He rode alone, feeling the bewildered, helpless love of his friends. They wanted to declare that they would follow him anywhere, but they had no understanding of where he was going, or how dark a battle and how terrible a foe he would fight on their behalf. They were not strong enough or brave enough to follow him there … not yet …
He rode alone, in humility, on a donkey. He who had called stars into being and carried the government of all things upon his shoulder. But they didn’t see that. All they saw was a man.
He rode alone, and the angels marvelled that such a thing could be.
He was alone, as one can only be alone in an uncomprehending crowd.
He was alone, his face set unflinchingly towards the horror of the cross, never doubting that this terrible road was worth the taking, moving steadily towards that unthinkable place where he would cry out his forsakenness.

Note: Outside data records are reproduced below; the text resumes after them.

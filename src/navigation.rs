//! Navigation tree: turns the flat list of pages into an ordered forest.
//!
//! Pages reference their parent by id. The builder attaches every page to its
//! parent when the parent is part of the input, promotes it to a root when it
//! is not (missing, or filtered out for the current viewer), and orders every
//! sibling group by `order`, keeping input order for ties.

use std::collections::HashMap;

use serde::Serialize;
use tracing::warn;

use crate::content::Page;
use crate::i18n::Language;

/// A page together with its ordered children.
#[derive(Debug, Clone, PartialEq, Serialize)]
pub struct NavNode {
    #[serde(flatten)]
    pub page: Page,
    pub children: Vec<NavNode>,
}

impl NavNode {
    /// Title in the requested display language.
    pub fn title_for(&self, language: Language) -> &str {
        language.pick(&self.page.title, self.page.title_native.as_deref())
    }

    /// Link target for this page.
    pub fn href(&self) -> String {
        format!("/{}", self.page.slug)
    }
}

/// Build the navigation forest.
///
/// Every input page appears exactly once in the output. Parent cycles, which
/// the content store does not prevent, are broken by promoting the first page
/// of each unreachable group (in input order) to a root.
pub fn build_nav_tree(pages: Vec<Page>) -> Vec<NavNode> {
    // First occurrence owns an id
    let mut index_of: HashMap<&str, usize> = HashMap::with_capacity(pages.len());
    for (i, page) in pages.iter().enumerate() {
        index_of.entry(page.id.as_str()).or_insert(i);
    }

    let mut parent: Vec<Option<usize>> = pages
        .iter()
        .map(|page| {
            page.parent_id
                .as_deref()
                .and_then(|id| index_of.get(id).copied())
        })
        .collect();
    drop(index_of);

    let mut children: Vec<Vec<usize>> = vec![Vec::new(); pages.len()];
    let mut roots: Vec<usize> = Vec::new();
    for (i, p) in parent.iter().enumerate() {
        match p {
            Some(p) => children[*p].push(i),
            None => roots.push(i),
        }
    }

    break_cycles(&pages, &mut parent, &mut children, &mut roots);

    // Promoted pages were appended out of input order, so ties fall back to
    // the input index rather than to the current position
    roots.sort_by_key(|&i| (pages[i].order, i));
    for group in &mut children {
        group.sort_by_key(|&i| (pages[i].order, i));
    }

    assemble(pages, &roots, &children)
}

/// Detach pages that cannot be reached from any root and promote them.
fn break_cycles(
    pages: &[Page],
    parent: &mut [Option<usize>],
    children: &mut [Vec<usize>],
    roots: &mut Vec<usize>,
) {
    let mut reached = vec![false; pages.len()];
    let mut stack: Vec<usize> = roots.clone();
    mark_reachable(&mut stack, children, &mut reached);

    for i in 0..pages.len() {
        if reached[i] {
            continue;
        }

        if let Some(p) = parent[i].take() {
            children[p].retain(|&c| c != i);
        }
        warn!(
            "Page {} ({}) is part of a parent cycle, showing it at the top level",
            pages[i].id, pages[i].slug
        );
        roots.push(i);

        stack.push(i);
        mark_reachable(&mut stack, children, &mut reached);
    }
}

fn mark_reachable(stack: &mut Vec<usize>, children: &[Vec<usize>], reached: &mut [bool]) {
    while let Some(i) = stack.pop() {
        if reached[i] {
            continue;
        }
        reached[i] = true;
        stack.extend(children[i].iter().copied());
    }
}

/// Build the nodes bottom-up in post-order, so arbitrarily long parent
/// chains do not grow the call stack.
fn assemble(pages: Vec<Page>, roots: &[usize], children: &[Vec<usize>]) -> Vec<NavNode> {
    let mut post_order = Vec::with_capacity(pages.len());
    let mut stack: Vec<(usize, bool)> = roots.iter().rev().map(|&i| (i, false)).collect();
    while let Some((i, expanded)) = stack.pop() {
        if expanded {
            post_order.push(i);
        } else {
            stack.push((i, true));
            stack.extend(children[i].iter().rev().map(|&c| (c, false)));
        }
    }

    let mut built: Vec<Option<NavNode>> = pages
        .into_iter()
        .map(|page| {
            Some(NavNode {
                page,
                children: Vec::new(),
            })
        })
        .collect();
    for i in post_order {
        let kids: Vec<NavNode> = children[i]
            .iter()
            .filter_map(|&c| built[c].take())
            .collect();
        if let Some(node) = built[i].as_mut() {
            node.children = kids;
        }
    }

    roots.iter().filter_map(|&i| built[i].take()).collect()
}

/// Total number of nodes in the forest.
pub fn count(forest: &[NavNode]) -> usize {
    let mut total = 0;
    let mut stack: Vec<&NavNode> = forest.iter().collect();
    while let Some(node) = stack.pop() {
        total += 1;
        stack.extend(node.children.iter());
    }
    total
}

#[cfg(test)]
mod tests {
    use super::*;
    use proptest::prelude::*;
    use std::collections::HashSet;

    fn page(id: &str, parent: Option<&str>, order: i32) -> Page {
        Page {
            id: id.to_string(),
            title: format!("Title {}", id),
            slug: id.to_string(),
            parent_id: parent.map(str::to_string),
            order,
            ..Page::default()
        }
    }

    fn root_ids(forest: &[NavNode]) -> Vec<&str> {
        forest.iter().map(|n| n.page.id.as_str()).collect()
    }

    /// Ids of all nodes, pre-order.
    fn ids(forest: &[NavNode]) -> Vec<String> {
        let mut out = Vec::new();
        for node in forest {
            out.push(node.page.id.clone());
            out.extend(ids(&node.children));
        }
        out
    }

    // ==================== Scenario Tests ====================

    #[test]
    fn test_children_attached_and_roots_ordered() {
        let forest = build_nav_tree(vec![
            page("a", None, 1),
            page("b", Some("a"), 0),
            page("c", None, 0),
        ]);

        assert_eq!(root_ids(&forest), vec!["c", "a"]);
        assert_eq!(root_ids(&forest[1].children), vec!["b"]);
        assert!(forest[0].children.is_empty());
    }

    #[test]
    fn test_orphan_promoted_to_root() {
        let forest = build_nav_tree(vec![page("x", Some("missing"), 0)]);
        assert_eq!(root_ids(&forest), vec!["x"]);
    }

    #[test]
    fn test_ties_keep_input_order() {
        let forest = build_nav_tree(vec![page("p2", None, 0), page("p1", None, 0)]);
        assert_eq!(root_ids(&forest), vec!["p2", "p1"]);
    }

    #[test]
    fn test_child_listed_before_parent() {
        let forest = build_nav_tree(vec![
            page("child", Some("parent"), 0),
            page("parent", None, 0),
        ]);
        assert_eq!(root_ids(&forest), vec!["parent"]);
        assert_eq!(root_ids(&forest[0].children), vec!["child"]);
    }

    #[test]
    fn test_multi_level_ordering() {
        let forest = build_nav_tree(vec![
            page("root", None, 0),
            page("b", Some("root"), 2),
            page("a", Some("root"), 1),
            page("b2", Some("b"), 5),
            page("b1", Some("b"), -1),
        ]);
        let root = &forest[0];
        assert_eq!(root_ids(&root.children), vec!["a", "b"]);
        assert_eq!(root_ids(&root.children[1].children), vec!["b1", "b2"]);
    }

    #[test]
    fn test_empty_input() {
        assert!(build_nav_tree(Vec::new()).is_empty());
    }

    // ==================== Cycle Tests ====================

    #[test]
    fn test_self_parent_becomes_root() {
        let forest = build_nav_tree(vec![page("loop", Some("loop"), 0)]);
        assert_eq!(root_ids(&forest), vec!["loop"]);
        assert!(forest[0].children.is_empty());
    }

    #[test]
    fn test_promoted_page_keeps_input_order_among_ties() {
        let forest = build_nav_tree(vec![
            page("first", None, 0),
            page("loop", Some("loop"), 1),
            page("later", None, 1),
        ]);
        assert_eq!(root_ids(&forest), vec!["first", "loop", "later"]);
    }

    #[test]
    fn test_two_page_cycle_is_broken_at_first_page() {
        let forest = build_nav_tree(vec![
            page("a", Some("b"), 0),
            page("b", Some("a"), 0),
            page("c", None, 1),
        ]);
        assert_eq!(root_ids(&forest), vec!["a", "c"]);
        assert_eq!(root_ids(&forest[0].children), vec!["b"]);
        assert_eq!(count(&forest), 3);
    }

    #[test]
    fn test_subtree_hanging_off_cycle_is_kept() {
        let forest = build_nav_tree(vec![
            page("x", Some("y"), 0),
            page("y", Some("x"), 0),
            page("leaf", Some("y"), 0),
        ]);
        assert_eq!(count(&forest), 3);
        assert_eq!(root_ids(&forest), vec!["x"]);
        assert_eq!(root_ids(&forest[0].children[0].children), vec!["leaf"]);
    }

    // ==================== Duplicate Id Tests ====================

    #[test]
    fn test_duplicate_ids_each_appear_once() {
        let forest = build_nav_tree(vec![
            page("dup", None, 0),
            page("dup", None, 1),
            page("kid", Some("dup"), 0),
        ]);
        assert_eq!(count(&forest), 3);
        assert_eq!(root_ids(&forest[0].children), vec!["kid"]);
    }

    // ==================== Helper Tests ====================

    #[test]
    fn test_href_and_count() {
        let forest = build_nav_tree(vec![page("a", None, 0), page("deep", Some("a"), 0)]);
        assert_eq!(forest[0].children[0].href(), "/deep");
        assert_eq!(count(&forest), 2);
    }

    #[test]
    fn test_long_parent_chain() {
        let depth = 2_000;
        let pages: Vec<Page> = (0..depth)
            .map(|i| {
                let parent = (i > 0).then(|| format!("p{}", i - 1));
                page(&format!("p{}", i), parent.as_deref(), 0)
            })
            .collect();

        let forest = build_nav_tree(pages);
        assert_eq!(count(&forest), depth);

        let mut node = &forest[0];
        let mut levels = 1;
        while let Some(child) = node.children.first() {
            node = child;
            levels += 1;
        }
        assert_eq!(levels, depth);
        assert_eq!(node.page.id, format!("p{}", depth - 1));
    }

    #[test]
    fn test_title_for_language() {
        let mut p = page("a", None, 0);
        p.title_native = Some("Ա".to_string());
        let node = NavNode {
            page: p,
            children: Vec::new(),
        };
        assert_eq!(node.title_for(Language::English), "Title a");
        assert_eq!(node.title_for(Language::Native), "Ա");
    }

    #[test]
    fn test_serializes_page_fields_flat() {
        let forest = build_nav_tree(vec![page("a", None, 0)]);
        let value = serde_json::to_value(&forest).unwrap();
        assert_eq!(value[0]["id"], "a");
        assert_eq!(value[0]["slug"], "a");
        assert!(value[0]["children"].as_array().unwrap().is_empty());
    }

    // ==================== Property Tests ====================

    fn arb_pages() -> impl Strategy<Value = Vec<Page>> {
        prop::collection::vec((prop::option::of(0usize..14), -3i32..4), 0..24)
            .prop_map(|rows| {
                rows.into_iter()
                    .enumerate()
                    .map(|(i, (parent, order))| {
                        let id = format!("p{}", i);
                        let parent = parent.map(|p| format!("p{}", p));
                        page(&id, parent.as_deref(), order)
                    })
                    .collect()
            })
    }

    fn check_sibling_order(forest: &[NavNode], input: &[Page]) {
        let position = |id: &str| input.iter().position(|p| p.id == id).unwrap();
        for pair in forest.windows(2) {
            let (a, b) = (&pair[0].page, &pair[1].page);
            assert!(a.order <= b.order);
            if a.order == b.order {
                assert!(position(&a.id) < position(&b.id));
            }
        }
        for node in forest {
            check_sibling_order(&node.children, input);
        }
    }

    fn check_parent_links(forest: &[NavNode], parent: Option<&str>) {
        for node in forest {
            if let Some(parent) = parent {
                assert_eq!(node.page.parent_id.as_deref(), Some(parent));
            }
            check_parent_links(&node.children, Some(&node.page.id));
        }
    }

    proptest! {
        #[test]
        fn prop_every_page_appears_exactly_once(pages in arb_pages()) {
            let forest = build_nav_tree(pages.clone());
            let mut out = ids(&forest);
            let mut expected: Vec<String> = pages.iter().map(|p| p.id.clone()).collect();
            out.sort();
            expected.sort();
            prop_assert_eq!(out, expected);
        }

        #[test]
        fn prop_unresolved_parents_are_roots(pages in arb_pages()) {
            let forest = build_nav_tree(pages.clone());
            let known: HashSet<&str> = pages.iter().map(|p| p.id.as_str()).collect();
            let roots: HashSet<&str> = forest.iter().map(|n| n.page.id.as_str()).collect();
            for p in &pages {
                let resolves = p.parent_id.as_deref().map(|id| known.contains(id)).unwrap_or(false);
                if !resolves {
                    prop_assert!(roots.contains(p.id.as_str()));
                }
            }
        }

        #[test]
        fn prop_siblings_sorted_and_stable(pages in arb_pages()) {
            let forest = build_nav_tree(pages.clone());
            check_sibling_order(&forest, &pages);
        }

        #[test]
        fn prop_children_sit_under_their_parent(pages in arb_pages()) {
            let forest = build_nav_tree(pages);
            check_parent_links(&forest, None);
        }

        #[test]
        fn prop_idempotent(pages in arb_pages()) {
            prop_assert_eq!(build_nav_tree(pages.clone()), build_nav_tree(pages));
        }
    }
}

He was alone so that he might be with us forever.

reflections Luke 5: 20-26

Like spring rain on bare soil,
Like clean, pure water for the parched,
Like fresh air after choking fumes
Forgiveness comes
Bringing life.

We have walked the desolate highways of the heart
And found no resting place.
We have walked the chattered streets
And found no peace.
And we could not walk on water,
For we drowned.

We are the outcasts of the universe,
Sin-specked flotsam,
Junk,
The broken bits revolving endlessly
In the vortex of our shame:
The scapegoats of ourselves.
We cannot climb the mountain of the Lord
With dirty hands and impure hearts.

But he will wash us clean.
He speaks, and it is so
And his words remake the universe.

Now we rise up and walk.

Saturday, March 28, 2015

Reflections Luke 5: 17-19

None is more helpless than I,
I who am bound to a bed,
I, who cannot move at all,
From whom all power is fled.

I, who am stuck in the rut
Of my unwieldable flesh
And, while my muscles freeze still,
All my thoughts desperately thresh.

Where is relief for my need?
Where is the end of my pain?
God, who can make all things whole,
Give me my life back again!

Yet, though the tears of despair
Fall from my eyes in the night
My friends will yet lift me up
Claiming the burden is light.

They carry me where these legs
Are far too useless to go.
Bypassing these jostling crowds
By the one method they know.

Carrying me from despair
Into the presence of hope
Love reaching out like a prayer

Lowering me by a rope.

Friday, March 27, 2015

Reflections Luke 5: 15-16

The furthest reaches, dark side of the moon,
The places deepest and most solitary,
Are echo-chambers for my skinted heart
Are my mind’s madness merging maximally.

Unless alone is truly not alone,
Unless the silence is to hear your song,
The love song you are singing over me
And have done so through all the ages long.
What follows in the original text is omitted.